[Start of Attachment]
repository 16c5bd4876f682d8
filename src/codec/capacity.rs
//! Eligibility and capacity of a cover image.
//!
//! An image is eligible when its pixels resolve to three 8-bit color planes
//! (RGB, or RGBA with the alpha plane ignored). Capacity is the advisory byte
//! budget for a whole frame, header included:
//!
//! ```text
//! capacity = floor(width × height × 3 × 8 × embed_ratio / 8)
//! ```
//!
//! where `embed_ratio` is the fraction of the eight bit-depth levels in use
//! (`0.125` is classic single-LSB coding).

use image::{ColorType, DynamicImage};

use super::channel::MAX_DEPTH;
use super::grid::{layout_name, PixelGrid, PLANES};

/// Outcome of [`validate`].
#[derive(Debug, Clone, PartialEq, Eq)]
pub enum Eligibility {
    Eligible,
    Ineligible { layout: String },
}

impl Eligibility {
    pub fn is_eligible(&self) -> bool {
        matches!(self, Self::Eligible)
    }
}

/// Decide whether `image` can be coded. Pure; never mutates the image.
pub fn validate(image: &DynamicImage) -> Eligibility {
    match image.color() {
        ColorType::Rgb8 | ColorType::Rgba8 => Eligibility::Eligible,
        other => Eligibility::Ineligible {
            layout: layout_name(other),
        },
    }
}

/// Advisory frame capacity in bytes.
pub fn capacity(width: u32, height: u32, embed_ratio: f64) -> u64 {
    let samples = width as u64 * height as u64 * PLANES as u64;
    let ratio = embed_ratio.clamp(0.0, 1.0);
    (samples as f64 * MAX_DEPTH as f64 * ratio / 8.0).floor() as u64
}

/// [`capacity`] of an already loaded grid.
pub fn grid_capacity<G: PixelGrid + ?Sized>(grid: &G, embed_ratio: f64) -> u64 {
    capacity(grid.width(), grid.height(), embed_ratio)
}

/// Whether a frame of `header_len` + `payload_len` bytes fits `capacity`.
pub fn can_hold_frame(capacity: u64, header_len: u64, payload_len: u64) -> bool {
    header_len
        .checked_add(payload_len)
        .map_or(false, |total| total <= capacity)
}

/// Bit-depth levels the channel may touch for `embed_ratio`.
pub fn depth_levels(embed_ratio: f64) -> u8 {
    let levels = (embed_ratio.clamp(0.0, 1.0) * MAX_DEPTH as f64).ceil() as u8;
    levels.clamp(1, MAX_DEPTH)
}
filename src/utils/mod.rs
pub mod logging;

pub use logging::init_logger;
[End of Attachment]
[Start of Attachment]
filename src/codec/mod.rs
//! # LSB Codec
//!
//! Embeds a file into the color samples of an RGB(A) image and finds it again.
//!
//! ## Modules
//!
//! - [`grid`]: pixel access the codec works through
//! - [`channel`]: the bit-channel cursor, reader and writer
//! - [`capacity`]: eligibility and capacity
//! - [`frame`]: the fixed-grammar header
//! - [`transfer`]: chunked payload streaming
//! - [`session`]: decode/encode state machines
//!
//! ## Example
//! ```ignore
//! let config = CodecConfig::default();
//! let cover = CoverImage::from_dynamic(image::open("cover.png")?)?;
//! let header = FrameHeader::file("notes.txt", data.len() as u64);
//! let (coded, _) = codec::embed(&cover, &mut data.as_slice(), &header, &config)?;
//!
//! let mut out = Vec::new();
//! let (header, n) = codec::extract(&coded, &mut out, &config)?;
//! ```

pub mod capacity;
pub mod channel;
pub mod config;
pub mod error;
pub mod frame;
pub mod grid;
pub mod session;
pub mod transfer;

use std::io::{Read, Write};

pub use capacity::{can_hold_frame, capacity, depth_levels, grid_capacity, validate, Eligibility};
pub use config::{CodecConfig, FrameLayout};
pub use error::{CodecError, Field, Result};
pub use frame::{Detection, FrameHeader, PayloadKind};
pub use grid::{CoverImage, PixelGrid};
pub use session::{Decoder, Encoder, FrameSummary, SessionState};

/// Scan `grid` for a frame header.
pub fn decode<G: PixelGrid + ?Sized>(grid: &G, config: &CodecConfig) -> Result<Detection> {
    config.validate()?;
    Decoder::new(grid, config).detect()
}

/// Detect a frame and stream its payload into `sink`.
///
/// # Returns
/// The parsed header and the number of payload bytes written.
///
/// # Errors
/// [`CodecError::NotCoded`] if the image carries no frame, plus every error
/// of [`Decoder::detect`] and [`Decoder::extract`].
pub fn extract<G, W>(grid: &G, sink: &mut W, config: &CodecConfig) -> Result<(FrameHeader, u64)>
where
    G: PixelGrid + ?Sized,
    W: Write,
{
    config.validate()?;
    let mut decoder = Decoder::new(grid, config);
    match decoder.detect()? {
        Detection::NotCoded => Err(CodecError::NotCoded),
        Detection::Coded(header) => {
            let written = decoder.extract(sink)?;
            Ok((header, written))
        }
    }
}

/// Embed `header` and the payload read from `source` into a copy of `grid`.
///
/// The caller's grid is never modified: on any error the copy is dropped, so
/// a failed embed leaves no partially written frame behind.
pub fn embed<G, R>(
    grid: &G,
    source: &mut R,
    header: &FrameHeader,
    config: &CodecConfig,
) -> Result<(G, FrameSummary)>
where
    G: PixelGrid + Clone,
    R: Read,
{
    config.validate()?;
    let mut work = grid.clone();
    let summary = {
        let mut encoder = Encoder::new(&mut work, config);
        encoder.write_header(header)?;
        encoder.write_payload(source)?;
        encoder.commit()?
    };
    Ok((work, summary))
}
[End of Attachment]
Count the lines above that include the string "Result". Write only the number.

[Completed exercise]
4